As nuvens vão pairando ao de leve em promessas que se prolongam, fazendo andar o povo de braços erguidos e frustrados à atmosfera pela falta de água que se faz sentir. O inverno vai assim correndo seco e frio, fazendo da paisagem a sua contradança onde o verde típico desta época é pálido ou mesmo raro. Enquanto a maior parte das árvores repousam de ramos nus, prometendo para breve um novo recomeço, aquelas que se afirmam persistentes tentam assim resistir numa luta cada vez mais desafiante. Os citrinos ponteiam de cor os pomares e as hortas, numa graça tamanha de frutos que suplicam por essa água prometida, tal como a anseiam os lameiros onde os pastos assim prometem escassear. Já nem a sabedoria popular se entende nesta contradança ambiental e social, mas a fé é sempre uma reste de luz para o povo e assim confirma que está o inverno para vir, pois a Senhora das Candeias (2 de fevereiro) acordou o dia a sorrir. Mas tudo vai além da crença mesmo sem lá chegar e é eminente a mudança, requerendo o mundo novas políticas e apoios, mas acima de tudo são necessárias novas práticas.

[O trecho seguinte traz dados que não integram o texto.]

use serde::{Deserialize, Serialize};
use serde_json::Value;

use super::{Class, Jwk};
use crate::{error::JoseError, jwa::Algorithm, util::Header};

/// A set of JSON Web Keys.
///
/// This type is defined in [RFC7517 Section 5].
///
/// [RFC7517 Section 5]: https://datatracker.ietf.org/doc/html/rfc7517#section-5
#[derive(Clone, Debug, Default, PartialEq, Eq, Serialize, Deserialize)]
pub struct JwkSet {
    /// The keys in the set.
    keys: Vec<Jwk>,
}

impl JwkSet {
    pub fn new(keys: Vec<Jwk>) -> Self {
        Self { keys }
    }

    pub fn from_json(json: &str) -> Result<Self, JoseError> {
        Ok(serde_json::from_str(json)?)
    }

    pub fn to_json(&self) -> Result<String, JoseError> {
        Ok(serde_json::to_string(self)?)
    }

    pub fn keys(&self) -> &[Jwk] {
        &self.keys
    }

    pub fn len(&self) -> usize {
        self.keys.len()
    }

    pub fn is_empty(&self) -> bool {
        self.keys.is_empty()
    }

    pub fn iter(&self) -> impl Iterator<Item = &Jwk> {
        self.keys.iter()
    }

    /// The first key with the given key identifier.
    pub fn get(&self, kid: &str) -> Option<&Jwk> {
        self.keys.iter().find(|key| key.kid() == Some(kid))
    }

    /// Returns a new set with `key` appended.
    pub fn with_key(&self, key: Jwk) -> Self {
        let mut keys = self.keys.clone();
        keys.push(key);
        Self { keys }
    }

    /// Returns a new set without the keys identified by `kid`.
    pub fn without_key(&self, kid: &str) -> Self {
        Self {
            keys: self.keys.iter().filter(|key| key.kid() != Some(kid)).cloned().collect(),
        }
    }

    /// Selects the first key, in insertion order, usable for `usage`.
    ///
    /// A key without `use` (and without `key_ops`) matches any usage. When an
    /// algorithm is given, the key type must be allowed by it and a declared
    /// `alg` must be equal to its name. Every criterion must equal the key
    /// parameter of the same name.
    pub fn select_key<A>(&self, usage: Class, algorithm: Option<&A>, criteria: &Header) -> Option<&Jwk>
    where
        A: Algorithm + ?Sized,
    {
        self.keys.iter().find(|key| {
            usage_matches(key, usage)
                && algorithm.map_or(true, |alg| algorithm_matches(key, alg))
                && criteria_match(key, criteria)
        })
    }
}

impl<'a> IntoIterator for &'a JwkSet {
    type Item = &'a Jwk;
    type IntoIter = std::slice::Iter<'a, Jwk>;

    fn into_iter(self) -> Self::IntoIter {
        self.keys.iter()
    }
}

impl From<Vec<Jwk>> for JwkSet {
    fn from(keys: Vec<Jwk>) -> Self {
        Self::new(keys)
    }
}

fn usage_matches(key: &Jwk, usage: Class) -> bool {
    match (&key.prm().cls, &key.prm().ops) {
        (Some(cls), _) => *cls == usage,
        (None, Some(ops)) => ops.iter().any(|op| op.class() == usage),
        (None, None) => true,
    }
}

fn algorithm_matches<A: Algorithm + ?Sized>(key: &Jwk, algorithm: &A) -> bool {
    key.alg().map_or(true, |alg| alg == algorithm.name()) && algorithm.allowed_key_types().contains(&key.kty())
}

fn criteria_match(key: &Jwk, criteria: &Header) -> bool {
    if criteria.is_empty() {
        return true;
    }
    let Ok(Value::Object(parameters)) = serde_json::to_value(key) else {
        return false;
    };
    criteria
        .iter()
        .all(|(name, expected)| parameters.get(name).is_some_and(|value| value == expected))
}

#[cfg(test)]
mod tests {
    use serde_json::json;

    use super::*;
    use crate::{
        jwa::{signature::Hmac, Algorithm},
        jwk::{Operations, Parameters},
    };

    fn oct(prm: Parameters) -> Jwk {
        Jwk::from_oct(vec![3u8; 32], prm).unwrap()
    }

    fn criteria(value: Value) -> Header {
        value.as_object().cloned().unwrap_or_default()
    }

    #[test]
    fn test_select_key_by_use_and_kid() {
        let set = JwkSet::new(vec![
            oct(Parameters::default().with_kid("k1").with_use(Class::Signing)),
            oct(Parameters::default().with_kid("k2").with_use(Class::Signing)),
            oct(Parameters::default().with_kid("k3").with_use(Class::Signing)),
        ]);

        let selected = set.select_key::<dyn Algorithm>(Class::Signing, None, &criteria(json!({"kid": "k2"})));
        assert_eq!(selected.and_then(Jwk::kid), Some("k2"));
        assert!(set.select_key::<dyn Algorithm>(Class::Encryption, None, &Header::new()).is_none());
        assert!(set
            .select_key::<dyn Algorithm>(Class::Signing, None, &criteria(json!({"kid": "k4"})))
            .is_none());
    }

    #[test]
    fn test_select_key_first_match_wins() {
        let set = JwkSet::new(vec![
            oct(Parameters::default().with_kid("a")),
            oct(Parameters::default().with_kid("b")),
        ]);
        let selected = set.select_key::<dyn Algorithm>(Class::Encryption, None, &Header::new());
        assert_eq!(selected.and_then(Jwk::kid), Some("a"));
    }

    #[test]
    fn test_select_key_with_algorithm() {
        let hs256 = Hmac::hs256();
        let set = JwkSet::new(vec![
            oct(Parameters::default().with_kid("wrong-alg").with_alg("HS512")),
            oct(Parameters::default().with_kid("ops").with_ops([Operations::Sign])),
        ]);
        let selected = set.select_key(Class::Signing, Some(&hs256), &Header::new());
        assert_eq!(selected.and_then(Jwk::kid), Some("ops"));
        assert!(set
            .select_key(Class::Encryption, Some(&hs256), &Header::new())
            .is_none());
    }

    #[test]
    fn test_set_edits_return_new_sets() {
        let set = JwkSet::default().with_key(oct(Parameters::default().with_kid("k1")));
        let bigger = set.with_key(oct(Parameters::default().with_kid("k2")));
        assert_eq!(set.len(), 1);
        assert_eq!(bigger.len(), 2);
        assert!(bigger.get("k2").is_some());

        let smaller = bigger.without_key("k1");
        assert_eq!(smaller.len(), 1);
        assert!(smaller.get("k1").is_none());
    }

    #[test]
    fn test_set_json_shape() {
        let set = JwkSet::new(vec![oct(Parameters::default().with_kid("k1"))]);
        let json: Value = serde_json::from_str(&set.to_json().unwrap()).unwrap();
        assert_eq!(json["keys"][0]["kty"], "oct");
        assert_eq!(json["keys"][0]["kid"], "k1");
        assert_eq!(JwkSet::from_json(&set.to_json().unwrap()).unwrap(), set);
    }
}
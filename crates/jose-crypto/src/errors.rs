use thiserror::Error;

/// The set of errors that can occur during primitive operations.
///
/// `Decryption` and `Verification` never carry a cause: callers must not be
/// able to tell a wrong key from tampered input.
#[derive(Debug, Clone, PartialEq, Eq, Error)]
pub enum Error {
    /// Invalid modulus or a negative result where the domain forbids one
    #[error("arithmetic error: {0}")]
    Arithmetic(&'static str),
    /// A value does not fit the requested encoding
    #[error("encoding error: {0}")]
    Encoding(String),
    /// Malformed or unsuitable key material
    #[error("invalid key: {0}")]
    InvalidKey(String),
    /// Opaque decryption or key unwrap failure
    #[error("decryption failed")]
    Decryption,
    /// Opaque signature verification failure
    #[error("verification failed")]
    Verification,
    /// The operating system random source failed
    #[error("random number generator failure")]
    Rng,
}

impl Error {
    pub(crate) fn invalid_key(msg: impl Into<String>) -> Self {
        Error::InvalidKey(msg.into())
    }
}
//! Content encryption algorithms (RFC 7518 section 5).

use jose_crypto::{
    hash::HashAlg,
    symmetric::{aes_cbc_hmac, aes_gcm},
};

use super::{Algorithm, ContentEncryptionAlgorithm};
use crate::error::JoseError;

/// AES in Galois/Counter Mode (`A128GCM`, `A192GCM`, `A256GCM`).
#[derive(Debug, Clone, Copy)]
pub struct AesGcm {
    name: &'static str,
    key_len: usize,
}

impl AesGcm {
    pub const fn a128gcm() -> Self {
        Self { name: "A128GCM", key_len: 16 }
    }

    pub const fn a192gcm() -> Self {
        Self { name: "A192GCM", key_len: 24 }
    }

    pub const fn a256gcm() -> Self {
        Self { name: "A256GCM", key_len: 32 }
    }

    fn check_key(&self, cek: &[u8]) -> Result<(), JoseError> {
        if cek.len() != self.key_len {
            return Err(JoseError::invalid_key(format!("{} requires a {}-byte key", self.name, self.key_len)));
        }
        Ok(())
    }
}

impl Algorithm for AesGcm {
    fn name(&self) -> &'static str {
        self.name
    }

    fn allowed_key_types(&self) -> &'static [&'static str] {
        &[]
    }
}

impl ContentEncryptionAlgorithm for AesGcm {
    fn cek_len(&self) -> usize {
        self.key_len
    }

    fn iv_len(&self) -> usize {
        aes_gcm::IV_LEN
    }

    fn encrypt(&self, cek: &[u8], iv: &[u8], aad: &[u8], plaintext: &[u8]) -> Result<(Vec<u8>, Vec<u8>), JoseError> {
        self.check_key(cek)?;
        Ok(aes_gcm::encrypt(cek, iv, aad, plaintext)?)
    }

    fn decrypt(&self, cek: &[u8], iv: &[u8], aad: &[u8], ciphertext: &[u8], tag: &[u8]) -> Result<Vec<u8>, JoseError> {
        self.check_key(cek)?;
        Ok(aes_gcm::decrypt(cek, iv, aad, ciphertext, tag)?)
    }
}

/// AES-CBC with HMAC-SHA2 (`A128CBC-HS256`, `A192CBC-HS384`, `A256CBC-HS512`).
#[derive(Debug, Clone, Copy)]
pub struct AesCbcHmac {
    name: &'static str,
    hash: HashAlg,
}

impl AesCbcHmac {
    pub const fn a128cbc_hs256() -> Self {
        Self { name: "A128CBC-HS256", hash: HashAlg::Sha256 }
    }

    pub const fn a192cbc_hs384() -> Self {
        Self { name: "A192CBC-HS384", hash: HashAlg::Sha384 }
    }

    pub const fn a256cbc_hs512() -> Self {
        Self { name: "A256CBC-HS512", hash: HashAlg::Sha512 }
    }
}

impl Algorithm for AesCbcHmac {
    fn name(&self) -> &'static str {
        self.name
    }

    fn allowed_key_types(&self) -> &'static [&'static str] {
        &[]
    }
}

impl ContentEncryptionAlgorithm for AesCbcHmac {
    fn cek_len(&self) -> usize {
        aes_cbc_hmac::key_len(self.hash)
    }

    fn iv_len(&self) -> usize {
        aes_cbc_hmac::IV_LEN
    }

    fn encrypt(&self, cek: &[u8], iv: &[u8], aad: &[u8], plaintext: &[u8]) -> Result<(Vec<u8>, Vec<u8>), JoseError> {
        Ok(aes_cbc_hmac::encrypt(self.hash, cek, iv, aad, plaintext)?)
    }

    fn decrypt(&self, cek: &[u8], iv: &[u8], aad: &[u8], ciphertext: &[u8], tag: &[u8]) -> Result<Vec<u8>, JoseError> {
        Ok(aes_cbc_hmac::decrypt(self.hash, cek, iv, aad, ciphertext, tag)?)
    }
}

#[cfg(test)]
mod tests {
    use jose_crypto::random_bytes;

    use super::*;

    fn algorithms() -> Vec<Box<dyn ContentEncryptionAlgorithm>> {
        vec![
            Box::new(AesGcm::a128gcm()),
            Box::new(AesGcm::a192gcm()),
            Box::new(AesGcm::a256gcm()),
            Box::new(AesCbcHmac::a128cbc_hs256()),
            Box::new(AesCbcHmac::a192cbc_hs384()),
            Box::new(AesCbcHmac::a256cbc_hs512()),
        ]
    }

    #[test]
    fn test_any_flipped_byte_fails_decryption() {
        let plaintext = b"Live long and prosper.";
        let aad = b"eyJhbGciOiJkaXIifQ";
        for alg in algorithms() {
            let cek = random_bytes(alg.cek_len()).unwrap();
            let iv = random_bytes(alg.iv_len()).unwrap();
            let (ciphertext, tag) = alg.encrypt(&cek, &iv, aad, plaintext).unwrap();
            assert_eq!(alg.decrypt(&cek, &iv, aad, &ciphertext, &tag).unwrap(), plaintext);

            let mut bad = ciphertext.clone();
            bad[0] ^= 1;
            assert_eq!(alg.decrypt(&cek, &iv, aad, &bad, &tag), Err(JoseError::Decryption), "{}", alg.name());

            let mut bad = tag.clone();
            bad[tag.len() - 1] ^= 1;
            assert_eq!(alg.decrypt(&cek, &iv, aad, &ciphertext, &bad), Err(JoseError::Decryption));

            let mut bad = aad.to_vec();
            bad[3] ^= 1;
            assert_eq!(alg.decrypt(&cek, &iv, &bad, &ciphertext, &tag), Err(JoseError::Decryption));
        }
    }

    #[test]
    fn test_key_sizes() {
        let iv = [0u8; 12];
        assert!(matches!(
            AesGcm::a128gcm().encrypt(&[0u8; 32], &iv, b"", b"x"),
            Err(JoseError::InvalidKey(_))
        ));
        assert!(AesCbcHmac::a128cbc_hs256().encrypt(&[0u8; 16], &[0u8; 16], b"", b"x").is_err());
        assert_eq!(AesCbcHmac::a256cbc_hs512().cek_len(), 64);
    }
}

São inóspitas as imagens que se vivenciam ou se observam por aí. Os rios e ribeiros vão correndo de fraco leito, albufeiras transformadas em desertos onde emergem à memória aldeias alagadas em troca de energia, solos gretados como peças desatadas de um puzzle degradado, toda uma fauna e flora que desiste da vida lutando até ao fim, onde as árvores morrem de pé, onde os animais desfalecem junto à última poça de água. São as imagens chocantes, essas que só com elas as sociedades se alertarão verdadeiramente da gravidade de um mundo real. É eminente a mudança, onde a ciência e os interesses políticos, coletivos ou individuais andarão sempre em conflito. Mais do que nunca é importante o civismo e o dever ecológico de cada indivíduo e de cada setor económico.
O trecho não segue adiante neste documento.